Il focolaio partito nell’Est della Repubblica Democratica del Congo ha raggiunto l’Uganda. L’Oms segnala ritardi nella risposta, mentre mancano vaccini approvati per questo ceppo.
L’Ebola Bundibugyo torna a preoccupare l’Africa centrale. Il nuovo focolaio, dichiarato dalla Repubblica Democratica del Congo il 15 maggio 2026, interessa soprattutto la provincia orientale dell’Ituri e ha già superato il confine con l’Uganda. L’Organizzazione mondiale della sanità ha indicato l’evento come emergenza sanitaria internazionale, anche per l’assenza di vaccini e terapie specifiche approvate contro questa variante.
Ebola Bundibugyo, perché il focolaio è difficile da fermare
Il virus Bundibugyo appartiene alla famiglia degli ebolavirus, ma è diverso dal ceppo Zaire, per il quale esistono strumenti di prevenzione più avanzati. Secondo l’Oms, per questa variante non sono disponibili vaccini autorizzati né trattamenti specifici, anche se le cure di supporto precoci restano decisive per aumentare le possibilità di sopravvivenza.
La difficoltà non riguarda solo l’aspetto medico. Le aree colpite si trovano in una zona segnata da insicurezza, sfollamenti, movimenti legati alle attività minerarie e frequenti passaggi di frontiera. Tutti fattori che rendono più complesso individuare i contatti, isolare i casi sospetti e portare materiale sanitario nei villaggi più esposti.
Il contagio è stato confermato anche in Uganda, dove le autorità sanitarie hanno registrato casi collegati al focolaio congolese. Tra le persone contagiate ci sono anche operatori sanitari, un segnale che aumenta la pressione sugli ospedali e sulle unità di trattamento.
Guerra, sfollati e diagnosi tardive
Nell’Est del Congo la risposta sanitaria si muove dentro un contesto fragile. La presenza di gruppi armati limita gli spostamenti delle équipe mediche e rende più rischioso il lavoro delle organizzazioni impegnate sul campo. A questo si aggiunge la fuga continua della popolazione dalle aree di violenza, con spostamenti che possono favorire la diffusione del virus.
I primi sintomi dell’Ebola, come febbre, stanchezza, diarrea e dolori, possono essere confusi con altre malattie diffuse nella regione, tra cui malaria e febbre tifoide. Questo ritarda l’isolamento dei pazienti e aumenta il rischio di contagio nelle famiglie, negli ospedali e durante le cure informali.
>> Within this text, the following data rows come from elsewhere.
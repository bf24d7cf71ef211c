use std::sync::mpsc::{channel, Receiver, Sender};
use std::thread;

use tracing::warn;

use crate::api_client::{HpoApiClient, NetworkError, Relation};
use crate::detail::{CoreOutcome, DetailData, DetailRequest};
use crate::term::Term;

/// A completed background fetch, tagged with the query or id it was issued
/// for so the controllers can drop anything stale.
pub enum FetchEvent {
    SearchDone {
        query: String,
        result: Result<Vec<Term>, NetworkError>,
    },
    DetailDone {
        id: String,
        data: DetailData,
    },
}

/// Runs network calls on short-lived worker threads and hands results back
/// to the event loop over a channel. One thread per user-triggered fetch;
/// no cancellation — late results are filtered out by the controllers.
pub struct Fetcher {
    client: HpoApiClient,
    tx: Sender<FetchEvent>,
    rx: Receiver<FetchEvent>,
}

impl Fetcher {
    pub fn new(client: HpoApiClient) -> Self {
        let (tx, rx) = channel();
        Self { client, tx, rx }
    }

    pub fn spawn_search(&self, query: String) {
        let client = self.client.clone();
        let tx = self.tx.clone();
        thread::spawn(move || {
            let result = client.search(&query);
            // The receiver only drops on shutdown.
            let _ = tx.send(FetchEvent::SearchDone { query, result });
        });
    }

    /// Run the combined detail fetch for one overlay open. All four calls
    /// finish before a single payload is posted, so the overlay sections
    /// leave their loading placeholders together.
    pub fn spawn_detail(&self, request: DetailRequest) {
        let client = self.client.clone();
        let tx = self.tx.clone();
        thread::spawn(move || {
            let id = request.id.clone();
            let data = fetch_detail(&client, &request);
            let _ = tx.send(FetchEvent::DetailDone { id, data });
        });
    }

    /// Non-blocking poll from the event loop tick.
    pub fn try_recv(&self) -> Option<FetchEvent> {
        self.rx.try_recv().ok()
    }
}

fn fetch_detail(client: &HpoApiClient, request: &DetailRequest) -> DetailData {
    let id = request.id.as_str();

    let core = if request.need_core {
        match client.fetch_term_core(id) {
            Ok(core) => CoreOutcome::Fetched(core),
            Err(e) => {
                warn!(target: "detail", id, error = %e, "core fetch failed");
                CoreOutcome::Failed
            }
        }
    } else {
        CoreOutcome::Skipped
    };

    let annotations = client
        .fetch_annotations(id)
        .map_err(|e| warn!(target: "detail", id, error = %e, "annotation fetch failed"))
        .ok();
    let parents = client
        .fetch_related(id, Relation::Parents)
        .map_err(|e| warn!(target: "detail", id, error = %e, "parent fetch failed"))
        .ok();
    let children = client
        .fetch_related(id, Relation::Children)
        .map_err(|e| warn!(target: "detail", id, error = %e, "child fetch failed"))
        .ok();

    DetailData {
        core,
        annotations,
        parents,
        children,
    }
}
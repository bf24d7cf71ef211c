use tracing::debug;

use crate::api_client::NetworkError;
use crate::debouncer::Debouncer;
use crate::term::Term;

/// What the results area should show. The controller owns this; the UI only
/// reads it.
#[derive(Debug, Clone, PartialEq)]
pub enum SearchPhase {
    /// Empty query, nothing to show.
    Idle,
    /// Keystrokes seen, debounce window running.
    Pending,
    /// A request for `query` is in flight.
    Loading { query: String },
    /// Successful response with at least one match.
    Results { query: String },
    /// Successful response with no matches.
    NoResults { query: String },
    /// Transport or parse failure.
    Failed { query: String, message: String },
}

/// Drives the query input through debounce, dispatch, and result
/// application. Network I/O happens elsewhere; `poll_ready_query` hands out
/// the query to fetch and `apply_result` takes the response back, dropping
/// anything that no longer matches the live query (last-writer-wins by
/// query string).
pub struct SearchController {
    phase: SearchPhase,
    query: String,
    terms: Vec<Term>,
    debouncer: Debouncer,
}

impl SearchController {
    pub fn new(debounce_ms: u64) -> Self {
        Self {
            phase: SearchPhase::Idle,
            query: String::new(),
            terms: Vec::new(),
            debouncer: Debouncer::new(debounce_ms),
        }
    }

    /// Feed the raw input line. A whitespace-only query drops straight to
    /// `Idle` and invalidates any in-flight request; anything else restarts
    /// the debounce window.
    pub fn on_input_changed(&mut self, raw: &str) {
        let trimmed = raw.trim();
        if trimmed.is_empty() {
            self.query.clear();
            self.terms.clear();
            self.debouncer.cancel();
            self.phase = SearchPhase::Idle;
            return;
        }
        self.query = trimmed.to_string();
        self.debouncer.restart();
        self.phase = SearchPhase::Pending;
    }

    /// Poll from the event loop tick. When the debounce window elapses this
    /// returns the query to fetch, exactly once, and moves to `Loading`.
    pub fn poll_ready_query(&mut self) -> Option<String> {
        if !self.debouncer.fires() {
            return None;
        }
        if self.query.is_empty() {
            return None;
        }
        debug!(target: "search", query = %self.query, "dispatching search");
        self.phase = SearchPhase::Loading {
            query: self.query.clone(),
        };
        Some(self.query.clone())
    }

    /// Apply a search response. Responses for anything other than the
    /// current query are stale and ignored. Returns true when the response
    /// was accepted, so the caller knows whether the result list changed.
    pub fn apply_result(&mut self, query: &str, result: Result<Vec<Term>, NetworkError>) -> bool {
        if query != self.query {
            debug!(target: "search", stale = query, current = %self.query, "dropping stale response");
            return false;
        }
        match result {
            Ok(terms) if terms.is_empty() => {
                self.terms.clear();
                self.phase = SearchPhase::NoResults {
                    query: query.to_string(),
                };
            }
            Ok(terms) => {
                self.terms = terms;
                self.phase = SearchPhase::Results {
                    query: query.to_string(),
                };
            }
            Err(e) => {
                self.terms.clear();
                self.phase = SearchPhase::Failed {
                    query: query.to_string(),
                    message: e.to_string(),
                };
            }
        }
        true
    }

    pub fn phase(&self) -> &SearchPhase {
        &self.phase
    }

    /// Results in the order the service returned them. Empty outside the
    /// `Results` phase.
    pub fn terms(&self) -> &[Term] {
        &self.terms
    }

    pub fn result_count(&self) -> usize {
        self.terms.len()
    }

    pub fn is_debounce_pending(&self) -> bool {
        self.debouncer.is_pending()
    }
}
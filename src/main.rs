use clap::Parser;
use serde::Serialize;
use std::path::{Path, PathBuf};
use std::time::Instant;

use docxside_merge::{Error, MergeConfig, ProcessingReport, TemplateFile};

#[derive(Parser)]
#[command(
    name = "docxside-merge",
    about = "Fill tokens and image placeholders in DOCX and XLSX templates"
)]
struct Args {
    /// JSON file with replacements, patterns and image placeholders
    #[arg(long)]
    config: PathBuf,
    /// Template file, or a directory of templates
    input: PathBuf,
    /// Directory the merged documents are written to
    #[arg(short, long, default_value = "output_docs")]
    output: PathBuf,
    /// Write every document's report to this JSON file
    #[arg(long)]
    report: Option<PathBuf>,
    /// Do not save documents whose report lists failures
    #[arg(long)]
    skip_failed: bool,
}

#[derive(Serialize)]
struct DocumentReport {
    input: PathBuf,
    output: Option<PathBuf>,
    #[serde(flatten)]
    report: ProcessingReport,
}

fn main() {
    env_logger::init();
    let args = Args::parse();

    if !args.input.exists() {
        eprintln!("Error: file not found: {}", args.input.display());
        std::process::exit(1);
    }

    let start = Instant::now();
    let ok = match run(&args) {
        Ok(ok) => ok,
        Err(e) => {
            eprintln!("Error: {e}");
            std::process::exit(1);
        }
    };
    println!("Done in {:.2}s", start.elapsed().as_secs_f64());
    if !ok {
        std::process::exit(1);
    }
}

/// Returns false when some document could not be loaded or saved.
fn run(args: &Args) -> Result<bool, Error> {
    let config = MergeConfig::from_path(&args.config)?;
    let tokens = config.token_map()?;
    let images = config.image_map()?;
    let inputs = templates(&args.input)?;
    if inputs.is_empty() {
        eprintln!("No .docx or .xlsx files in {}", args.input.display());
        return Ok(true);
    }
    std::fs::create_dir_all(&args.output)?;

    let mut ok = true;
    let mut reports = Vec::with_capacity(inputs.len());
    for input in inputs {
        let Some(name) = input.file_name() else {
            continue;
        };
        let output = args.output.join(name);
        let mut template = match TemplateFile::open(&input) {
            Ok(t) => t,
            Err(e) => {
                eprintln!("Error: {}: {e}", input.display());
                ok = false;
                continue;
            }
        };
        let report = template.apply(&tokens, &images);
        println!("{}: {report}", input.display());
        for failure in &report.failures {
            println!("  {failure}");
        }

        let saved = if args.skip_failed && report.has_failures() {
            println!("  skipped, not saved");
            None
        } else {
            match template.save(&output) {
                Ok(()) => Some(output),
                Err(e) => {
                    eprintln!("Error: {}: {e}", input.display());
                    ok = false;
                    None
                }
            }
        };
        reports.push(DocumentReport {
            input,
            output: saved,
            report,
        });
    }

    if let Some(path) = &args.report {
        let json = serde_json::to_string_pretty(&reports)?;
        std::fs::write(path, json)?;
    }
    Ok(ok)
}

fn templates(input: &Path) -> Result<Vec<PathBuf>, Error> {
    if input.is_file() {
        return Ok(vec![input.to_path_buf()]);
    }
    let mut files = Vec::new();
    for entry in std::fs::read_dir(input)? {
        let path = entry?.path();
        let supported = path
            .extension()
            .and_then(|e| e.to_str())
            .is_some_and(|e| e.eq_ignore_ascii_case("docx") || e.eq_ignore_ascii_case("xlsx"));
        // skip Office lock files
        let lock = path
            .file_name()
            .and_then(|n| n.to_str())
            .is_some_and(|n| n.starts_with("~$"));
        if path.is_file() && supported && !lock {
            files.push(path);
        }
    }
    files.sort();
    Ok(files)
}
L’Oms ha avvertito che la diffusione del virus sta procedendo più rapidamente della risposta sanitaria. Il ritardo nell’identificazione dei primi casi ha costretto le autorità a inseguire il focolaio, invece di contenerlo nelle fasi iniziali.
Il punto centrale resta la sorveglianza. Servono diagnosi rapide, laboratori vicini alle aree colpite, protezioni per il personale sanitario e canali sicuri per raggiungere le comunità isolate. Senza questi strumenti, il virus può continuare a muoversi insieme alle persone costrette a lasciare le proprie case.
La priorità, ora, è interrompere le catene di trasmissione prima che il focolaio si allarghi ad altri Paesi della regione.